Buster didn’t come back to school Monday. Alexander called his house phone. He went by his apartment. Tuesday came. Then Wednesday and no Buster. On Thursday he ran into a mutual friend named Marcus.

“Hey I’ve been looking for Buster. You seen him around?”

“Yeah, we found Buster. He’s gone man.”

Alexander blinked. Paused.

“Gone? What do you mean gone? Did he go on a trip? I know he is going back to that internship he had last year but it’s just February — he has months to go until summer.”

“Nah Alex. He’s dead man. Didn’t you know? It was on the TV news. He took his sister’s car and drove up to Lake Murray and blew out his brains with a 357.”

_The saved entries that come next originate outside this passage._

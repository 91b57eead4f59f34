//! Status of a long-running remote operation as observed by a single check.

use std::fmt;

/// Observed state of a remote operation.
///
/// `Succeeded` and `Failed` are terminal. `Unknown` covers responses that
/// could not be interpreted and is treated like the non-terminal states.
#[derive(Debug, Clone, Copy, PartialEq, Eq, Hash)]
pub enum OperationStatus {
    /// Accepted but not yet picked up by the remote worker.
    Pending,
    /// Being processed remotely.
    Running,
    /// Finished successfully.
    Succeeded,
    /// Finished unsuccessfully.
    Failed,
    /// Response was malformed or carried an unrecognized status.
    Unknown,
}

impl OperationStatus {
    /// Returns `true` for states from which no further transition is expected.
    #[must_use]
    pub fn is_terminal(self) -> bool {
        match self {
            Self::Succeeded | Self::Failed => true,
            Self::Pending | Self::Running | Self::Unknown => false,
        }
    }

    /// Lowercase label used in structured log fields.
    #[must_use]
    pub fn as_str(self) -> &'static str {
        match self {
            Self::Pending => "pending",
            Self::Running => "running",
            Self::Succeeded => "succeeded",
            Self::Failed => "failed",
            Self::Unknown => "unknown",
        }
    }
}

impl fmt::Display for OperationStatus {
    fn fmt(&self, f: &mut fmt::Formatter<'_>) -> fmt::Result {
        f.write_str(self.as_str())
    }
}

/// Result of one status check: the classified status plus whatever the
/// remote side reported alongside it.
#[derive(Debug, Clone, PartialEq)]
pub struct StatusReport<P> {
    /// Classified status.
    pub status: OperationStatus,
    /// Remote-supplied explanation, set for `Failed` and sometimes `Unknown`.
    pub reason: Option<String>,
    /// Decoded response body, if it could be decoded.
    pub payload: Option<P>,
}

impl<P> StatusReport<P> {
    /// A report carrying only a status.
    #[must_use]
    pub fn bare(status: OperationStatus) -> Self {
        Self {
            status,
            reason: None,
            payload: None,
        }
    }

    /// A `Succeeded` report with its payload.
    #[must_use]
    pub fn succeeded(payload: P) -> Self {
        Self {
            status: OperationStatus::Succeeded,
            reason: None,
            payload: Some(payload),
        }
    }

    /// A `Failed` report with the remote reason.
    #[must_use]
    pub fn failed(reason: impl Into<String>) -> Self {
        Self {
            status: OperationStatus::Failed,
            reason: Some(reason.into()),
            payload: None,
        }
    }
}

#[cfg(test)]
mod tests {
    use super::*;

    #[test]
    fn only_succeeded_and_failed_are_terminal() {
        assert!(OperationStatus::Succeeded.is_terminal());
        assert!(OperationStatus::Failed.is_terminal());
        assert!(!OperationStatus::Pending.is_terminal());
        assert!(!OperationStatus::Running.is_terminal());
        assert!(!OperationStatus::Unknown.is_terminal());
    }

    #[test]
    fn report_constructors() {
        let ok: StatusReport<u32> = StatusReport::succeeded(7);
        assert_eq!(ok.status, OperationStatus::Succeeded);
        assert_eq!(ok.payload, Some(7));

        let failed: StatusReport<u32> = StatusReport::failed("boom");
        assert_eq!(failed.status, OperationStatus::Failed);
        assert_eq!(failed.reason.as_deref(), Some("boom"));
        assert!(failed.payload.is_none());

        let running: StatusReport<u32> = StatusReport::bare(OperationStatus::Running);
        assert!(running.reason.is_none());
    }
}
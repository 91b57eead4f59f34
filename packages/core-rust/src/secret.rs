//! Wrapper for values that must never be printed.

use std::fmt;

/// A secret string whose `Debug` and `Display` output is masked.
///
/// The value is only reachable through [`Secret::expose`], which keeps every
/// read site greppable.
#[derive(Clone, Default, PartialEq, Eq)]
pub struct Secret(String);

/// Replacement text for masked values.
pub const MASK: &str = "****";

impl Secret {
    /// Wraps a secret value.
    #[must_use]
    pub fn new(value: impl Into<String>) -> Self {
        Self(value.into())
    }

    /// Returns the plain value.
    #[must_use]
    pub fn expose(&self) -> &str {
        &self.0
    }
}

impl fmt::Debug for Secret {
    fn fmt(&self, f: &mut fmt::Formatter<'_>) -> fmt::Result {
        write!(f, "Secret({MASK})")
    }
}

impl fmt::Display for Secret {
    fn fmt(&self, f: &mut fmt::Formatter<'_>) -> fmt::Result {
        f.write_str(MASK)
    }
}

/// Username/password pair for HTTP Basic authentication.
#[derive(Debug, Clone, PartialEq, Eq)]
pub struct Credentials {
    pub username: Secret,
    pub password: Secret,
}

impl Credentials {
    #[must_use]
    pub fn new(username: impl Into<String>, password: impl Into<String>) -> Self {
        Self {
            username: Secret::new(username),
            password: Secret::new(password),
        }
    }
}
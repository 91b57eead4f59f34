//! Publish request and the handle it yields once submitted.

use std::fmt;

use crate::scope::TargetVectorScope;

/// Request to publish one target vector to one scope.
///
/// Immutable once built; a request is submitted exactly once.
#[derive(Debug, Clone, PartialEq, Eq)]
pub struct PublishRequest {
    scope: TargetVectorScope,
    target_vector_id: String,
}

impl PublishRequest {
    #[must_use]
    pub fn new(scope: TargetVectorScope, target_vector_id: impl Into<String>) -> Self {
        Self {
            scope,
            target_vector_id: target_vector_id.into(),
        }
    }

    #[must_use]
    pub fn scope(&self) -> TargetVectorScope {
        self.scope
    }

    #[must_use]
    pub fn target_vector_id(&self) -> &str {
        &self.target_vector_id
    }
}

/// Identifies a submitted publication for subsequent status checks.
///
/// Carries the scope the publication was triggered for so that a status
/// check can tell a matching lifecycle status from a stale one.
#[derive(Debug, Clone, PartialEq, Eq, Hash)]
pub struct OperationHandle {
    id: String,
    scope: TargetVectorScope,
}

impl OperationHandle {
    #[must_use]
    pub fn new(id: impl Into<String>, scope: TargetVectorScope) -> Self {
        Self {
            id: id.into(),
            scope,
        }
    }

    /// Remote identifier of the operation.
    #[must_use]
    pub fn id(&self) -> &str {
        &self.id
    }

    /// Scope the operation was submitted for.
    #[must_use]
    pub fn scope(&self) -> TargetVectorScope {
        self.scope
    }
}

impl From<&PublishRequest> for OperationHandle {
    fn from(request: &PublishRequest) -> Self {
        Self::new(request.target_vector_id(), request.scope())
    }
}

impl fmt::Display for OperationHandle {
    fn fmt(&self, f: &mut fmt::Formatter<'_>) -> fmt::Result {
        write!(f, "{}@{}", self.id, self.scope)
    }
}
//! Publication scope of a Target Vector.
//!
//! # Wire format
//!
//! Scopes travel as single-letter codes: `"T"` for the test environment and
//! `"P"` for the productive environment. The same codes appear in the
//! `Status` field of a target vector once publication has completed.

use std::fmt;
use std::str::FromStr;

use serde::{Deserialize, Serialize};

/// Environment a Target Vector is published to.
#[derive(Debug, Clone, Copy, Default, PartialEq, Eq, Hash, Serialize, Deserialize)]
pub enum TargetVectorScope {
    /// Test environment (`"T"`).
    #[default]
    #[serde(rename = "T")]
    Test,
    /// Productive environment (`"P"`).
    #[serde(rename = "P")]
    Productive,
}

impl TargetVectorScope {
    /// Returns the single-letter wire code.
    #[must_use]
    pub fn code(self) -> &'static str {
        match self {
            Self::Test => "T",
            Self::Productive => "P",
        }
    }

    /// Human-readable name of the SPS stack the scope publishes to.
    #[must_use]
    pub fn stack_name(self) -> &'static str {
        match self {
            Self::Test => "test SPS stack",
            Self::Productive => "production SPS stack",
        }
    }
}

impl fmt::Display for TargetVectorScope {
    fn fmt(&self, f: &mut fmt::Formatter<'_>) -> fmt::Result {
        f.write_str(self.code())
    }
}

/// Error returned when a scope code is neither `T` nor `P`.
#[derive(Debug, Clone, PartialEq, Eq, thiserror::Error)]
#[error("invalid target vector scope '{value}', possible values are T, P")]
pub struct ScopeError {
    /// The rejected input.
    pub value: String,
}

impl FromStr for TargetVectorScope {
    type Err = ScopeError;

    fn from_str(s: &str) -> Result<Self, Self::Err> {
        match s {
            "T" => Ok(Self::Test),
            "P" => Ok(Self::Productive),
            other => Err(ScopeError {
                value: other.to_string(),
            }),
        }
    }
}
use std::ops::Mul;

use nalgebra::{Matrix3, Vector2, Vector3};

/// Below this angle the exponential and logarithm use their first order forms.
const SMALL_ANGLE: f64 = 1e-10;

/// Rigid motion in the plane.
#[derive(Debug, Clone, Copy, PartialEq)]
pub struct Pose2 {
    pub x: f64,
    pub y: f64,
    pub theta: f64,
}

fn wrap_angle(theta: f64) -> f64 {
    theta.sin().atan2(theta.cos())
}

impl Pose2 {
    pub fn new(x: f64, y: f64, theta: f64) -> Self {
        Self {
            x,
            y,
            theta: wrap_angle(theta),
        }
    }

    pub fn identity() -> Self {
        Self::new(0.0, 0.0, 0.0)
    }

    fn translation(&self) -> Vector2<f64> {
        Vector2::new(self.x, self.y)
    }

    fn rotate(&self, v: &Vector2<f64>) -> Vector2<f64> {
        let (s, c) = self.theta.sin_cos();
        Vector2::new(c * v.x - s * v.y, s * v.x + c * v.y)
    }

    fn unrotate(&self, v: &Vector2<f64>) -> Vector2<f64> {
        let (s, c) = self.theta.sin_cos();
        Vector2::new(c * v.x + s * v.y, -s * v.x + c * v.y)
    }

    pub fn inverse(&self) -> Self {
        let t = -self.unrotate(&self.translation());
        Self::new(t.x, t.y, -self.theta)
    }

    /// Relative motion `self⁻¹ · other`.
    pub fn between(&self, other: &Pose2) -> Pose2 {
        self.inverse() * *other
    }

    /// Exponential map of a tangent vector `(vx, vy, ω)`.
    pub fn exp(xi: &Vector3<f64>) -> Self {
        let (v, w) = (Vector2::new(xi.x, xi.y), xi.z);
        if w.abs() < SMALL_ANGLE {
            return Self::new(v.x, v.y, w);
        }
        let rotation = Self::new(0.0, 0.0, w);
        let v_ortho = Vector2::new(-v.y, v.x);
        let t = (v_ortho - rotation.rotate(&v_ortho)) / w;
        Self::new(t.x, t.y, w)
    }

    /// Logarithm map, the inverse of [`Pose2::exp`].
    pub fn log(&self) -> Vector3<f64> {
        let w = self.theta;
        if w.abs() < SMALL_ANGLE {
            return Vector3::new(self.x, self.y, w);
        }
        let (s, c) = w.sin_cos();
        let c_1 = c - 1.0;
        let det = c_1 * c_1 + s * s;
        let t = self.translation();
        let d = self.unrotate(&t) - t;
        let v = Vector2::new(-d.y, d.x) * (w / det);
        Vector3::new(v.x, v.y, w)
    }

    /// Adjoint map in `(x, y, θ)` tangent coordinates.
    pub fn adjoint(&self) -> Matrix3<f64> {
        let (s, c) = self.theta.sin_cos();
        Matrix3::new(c, -s, self.y, s, c, -self.x, 0.0, 0.0, 1.0)
    }

    /// Apply a tangent space update on the right.
    pub fn retract(&self, delta: &Vector3<f64>) -> Pose2 {
        *self * Self::exp(delta)
    }
}

impl Mul for Pose2 {
    type Output = Pose2;

    fn mul(self, rhs: Pose2) -> Pose2 {
        let t = self.translation() + self.rotate(&rhs.translation());
        Pose2::new(t.x, t.y, self.theta + rhs.theta)
    }
}
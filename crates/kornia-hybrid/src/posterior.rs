//! Arena storage of the accumulated posterior.
//!
//! Conditionals live in one map keyed by [`ConditionalId`]; the sequence order is a
//! separate list of ids. Views such as the carry-forward split hold ids only, and
//! every mutation goes through [`Posterior::commit`], which checks all ids before
//! touching anything.

use std::collections::{BTreeSet, HashMap};
use std::fmt;

use crate::conditional::{Conditional, HybridBayesNet};
use crate::error::{ConsistencyError, HybridResult};
use crate::key::Key;

/// Opaque handle of a conditional stored in a [`Posterior`].
#[derive(Debug, Clone, Copy, PartialEq, Eq, PartialOrd, Ord, Hash)]
pub struct ConditionalId(u64);

impl ConditionalId {
    /// The raw id.
    pub fn raw(&self) -> u64 {
        self.0
    }
}

impl fmt::Display for ConditionalId {
    fn fmt(&self, f: &mut fmt::Formatter<'_>) -> fmt::Result {
        write!(f, "#{}", self.0)
    }
}

/// The ordered set of conditionals accumulated by a smoother.
#[derive(Debug, Clone, Default)]
pub struct Posterior {
    arena: HashMap<ConditionalId, Conditional>,
    order: Vec<ConditionalId>,
    next_id: u64,
}

impl Posterior {
    /// Create an empty posterior.
    pub fn new() -> Self {
        Self::default()
    }

    /// Number of conditionals.
    pub fn len(&self) -> usize {
        self.order.len()
    }

    /// Whether the posterior is empty.
    pub fn is_empty(&self) -> bool {
        self.order.is_empty()
    }

    /// The ids in sequence order.
    pub fn ids(&self) -> &[ConditionalId] {
        &self.order
    }

    /// The conditional of an id.
    pub fn get(&self, id: ConditionalId) -> Option<&Conditional> {
        self.arena.get(&id)
    }

    /// The conditional at a position of the sequence.
    pub fn at(&self, index: usize) -> Option<&Conditional> {
        self.order.get(index).and_then(|id| self.arena.get(id))
    }

    /// Iterate over `(id, conditional)` pairs in sequence order.
    pub fn iter(&self) -> impl DoubleEndedIterator<Item = (ConditionalId, &Conditional)> + '_ {
        self.order
            .iter()
            .filter_map(move |id| self.arena.get(id).map(|c| (*id, c)))
    }

    /// The conditional whose frontals contain `key`.
    pub fn owner_of(&self, key: Key) -> Option<ConditionalId> {
        self.iter()
            .find(|(_, c)| c.frontals().contains(&key))
            .map(|(id, _)| id)
    }

    /// Every frontal key of the posterior.
    pub fn frontal_keys(&self) -> BTreeSet<Key> {
        self.iter().flat_map(|(_, c)| c.frontals()).collect()
    }

    /// Owned snapshot of the posterior as a Bayes net.
    pub fn to_bayes_net(&self) -> HybridBayesNet {
        self.iter().map(|(_, c)| c.clone()).collect()
    }

    /// Apply one update atomically.
    ///
    /// Removes the `removed` ids, replaces the conditionals of `replaced` in place
    /// (dropping those replaced by `None`) and appends `fragment` with fresh ids.
    /// Every id is checked before anything changes. Returns the ids of the
    /// appended conditionals.
    pub fn commit(
        &mut self,
        removed: &[ConditionalId],
        replaced: Vec<(ConditionalId, Option<Conditional>)>,
        fragment: HybridBayesNet,
    ) -> HybridResult<Vec<ConditionalId>> {
        let mut touched = BTreeSet::new();
        for id in removed.iter().chain(replaced.iter().map(|(id, _)| id)) {
            if !self.arena.contains_key(id) || !touched.insert(*id) {
                return Err(ConsistencyError::MissingConditional(id.raw()).into());
            }
        }

        let removed: BTreeSet<ConditionalId> = removed.iter().copied().collect();
        let mut dropped = BTreeSet::new();
        for (id, conditional) in replaced {
            match conditional {
                Some(c) => {
                    self.arena.insert(id, c);
                }
                None => {
                    dropped.insert(id);
                }
            }
        }
        self.order
            .retain(|id| !removed.contains(id) && !dropped.contains(id));
        for id in removed.iter().chain(dropped.iter()) {
            self.arena.remove(id);
        }

        let mut appended = Vec::with_capacity(fragment.len());
        for conditional in fragment {
            let id = ConditionalId(self.next_id);
            self.next_id += 1;
            self.arena.insert(id, conditional);
            self.order.push(id);
            appended.push(id);
        }
        Ok(appended)
    }
}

Alexander felt like the floor of the world had dropped out and he was falling into a black void. He started to shake and tears welled up in his eyes.

“Sorry man I thought you heard,” Marcus said, awkwardly touching Alexander’s shoulder.

Alexander went to the funeral. A cousin gossiping in back of the church unknowingly revealed what happened.

“To think Buster was a faggot with his tall handsome self. Damn he could have had any girl’s drawers around here,” the cousin said, smacking her gum loudly to make the point.

The family was so ashamed of the suicide and resulting gossip about Buster’s sexuality they did not mark his grave. Alexander went there a few months later and could not remember where it was — he had to go to the cemetery office to get directions.

“I was grieving for him” said Alexander, who is now middle age but still gets a look of pain on his face when he talks about his first love Buster. “But there was nobody I could talk to.”

“Years later we got some money together and put a proper marker on his grave.”

There are now excellent resources to help gay, lesbian, bisexual, transgender and questioning youth you are considering suicide. One is the Trevor Project, which has a 24-hour hotline (1-866-488-7386). Please reach out to family and friends who are depressed and you suspect may try to take their own lives. We have lost too many good people like Buster.